Using Expensive Meat: Conclusions

So far we’ve had 15 portions using the expensive pork roast I bought. (See this post.) That brings the price down to $1.86 per portion. Surprise!

What I still have in the freezer: 1 slab which could be turned into stir fry, soup, or two pork chops, and a small container of carnitas. At a minimum, there’s probably still 4 portions remaining. If I figure 19 portions from this pork roast, it’s $1.47 each.

Just wow.

I had no idea I could do that. I’ve been watching it go, but I’ve used the meat as I cut it: about 1/2-1/3 for the roast (which became the carnitas), 3 slabs, and one small piece off the end. The small piece was turned into soup. That left the 3 slabs. We’ve eaten 2.

I admit it probably wouldn’t work this way in a bigger family, or perhaps with other cuts of meat. I started with a boneless hunk of pork loin. Very little waste, especially since I’ve used the small amount of fat that came with it to cook something every time we’ve eaten the pork. But I haven’t skimped or deliberately stretched it, I’ve just used it as convenient.

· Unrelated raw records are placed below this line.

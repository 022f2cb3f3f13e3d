//! ---
//! ens_section: "07-readiness"
//! ens_subsection: "module"
//! ens_type: "source"
//! ens_scope: "code"
//! ens_description: "Readiness probes and wait strategies."
//! ens_version: "v0.1.0"
//! ens_owner: "tbd"
//! ---
use std::time::Duration;

use async_trait::async_trait;
use ensemble_retry::IntervalRetry;
use tokio::io::AsyncReadExt;
use tokio::net::TcpStream;
use tokio::time::timeout;

use crate::error::{AttemptError, WaitError};
use crate::ports::connect;
use crate::target::WaitTarget;
use crate::{poll_until_ready, ReadinessProbe};

const MAX_PROMPT_SCAN: usize = 64 * 1024;

/// Telnet-style liveness: ready once a TCP session opens and, when configured,
/// the server has sent its prompt.
///
/// Both the connect and the prompt read are bounded by the retry interval.
#[derive(Debug, Clone, PartialEq, Eq)]
pub struct LineProtocolWait {
    port: u16,
    prompt: Option<String>,
    retry: IntervalRetry,
}

impl LineProtocolWait {
    /// Probe the host port bound to container `port`.
    pub fn new(port: u16) -> Self {
        Self {
            port,
            prompt: None,
            retry: IntervalRetry::default(),
        }
    }

    /// Require the server to send `prompt` after connecting.
    pub fn with_prompt(mut self, prompt: impl Into<String>) -> Self {
        self.prompt = Some(prompt.into());
        self
    }

    /// Interval between two attempts.
    pub fn retry_interval(&self) -> Duration {
        self.retry.interval()
    }

    /// Override the polling interval.
    pub fn with_retry_interval(mut self, interval: Duration) -> Self {
        self.retry = IntervalRetry::new(interval);
        self
    }

    /// Container port of the line-protocol endpoint.
    pub fn port(&self) -> u16 {
        self.port
    }

    /// Expected prompt, if any.
    pub fn prompt(&self) -> Option<&str> {
        self.prompt.as_deref()
    }
}

#[async_trait]
impl ReadinessProbe for LineProtocolWait {
    fn strategy_name(&self) -> &'static str {
        "line-protocol"
    }

    async fn wait_until_ready(
        &self,
        target: &WaitTarget,
        startup_timeout: Duration,
    ) -> Result<(), WaitError> {
        let host_port = target.ports().require(self.port)?;
        let session_timeout = self.retry.interval();
        let prompt = self.prompt.as_deref();

        poll_until_ready(
            &self.retry,
            target,
            self.strategy_name(),
            startup_timeout,
            || async move {
                let mut stream = connect(target.host(), host_port, session_timeout).await?;
                let Some(prompt) = prompt else {
                    return Ok::<(), AttemptError>(());
                };
                match timeout(session_timeout, read_prompt(&mut stream, prompt)).await {
                    Ok(outcome) => outcome,
                    Err(_) => Err(format!("no prompt within {session_timeout:?}").into()),
                }
            },
        )
        .await
    }
}

/// Read from `stream` until `prompt` shows up. Negotiation bytes sent before the
/// prompt are skipped over.
async fn read_prompt(stream: &mut TcpStream, prompt: &str) -> Result<(), AttemptError> {
    let needle = prompt.as_bytes();
    if needle.is_empty() {
        return Ok(());
    }
    let mut seen: Vec<u8> = Vec::new();
    let mut chunk = [0u8; 1024];
    loop {
        let read = stream.read(&mut chunk).await?;
        if read == 0 {
            return Err("connection closed before prompt".into());
        }
        seen.extend_from_slice(&chunk[..read]);
        if seen.windows(needle.len()).any(|window| window == needle) {
            return Ok(());
        }
        if seen.len() > MAX_PROMPT_SCAN {
            return Err(format!("prompt {prompt:?} not found in {} bytes", seen.len()).into());
        }
    }
}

I also admit we’ve been eating it pretty steadily, because I knew I had this chunk of beautiful stuff in the freezer. . . My plan is to use meat for dinner 2x a week, which would have been 6 meals or 12 portions.

We also ate it for lunch: 5 6 portions worth. We tend to eat smaller lunches than dinners, so it went further that it might have otherwise.

My conclusion? It’s possible to get to my target price with expensive meat, if you have minimal waste in the original, large piece of meat AND if you use any leftovers for lunches. Otherwise? I’d have made 10 meals, at $2.79 per portion, over the $2 per portion price I wanted.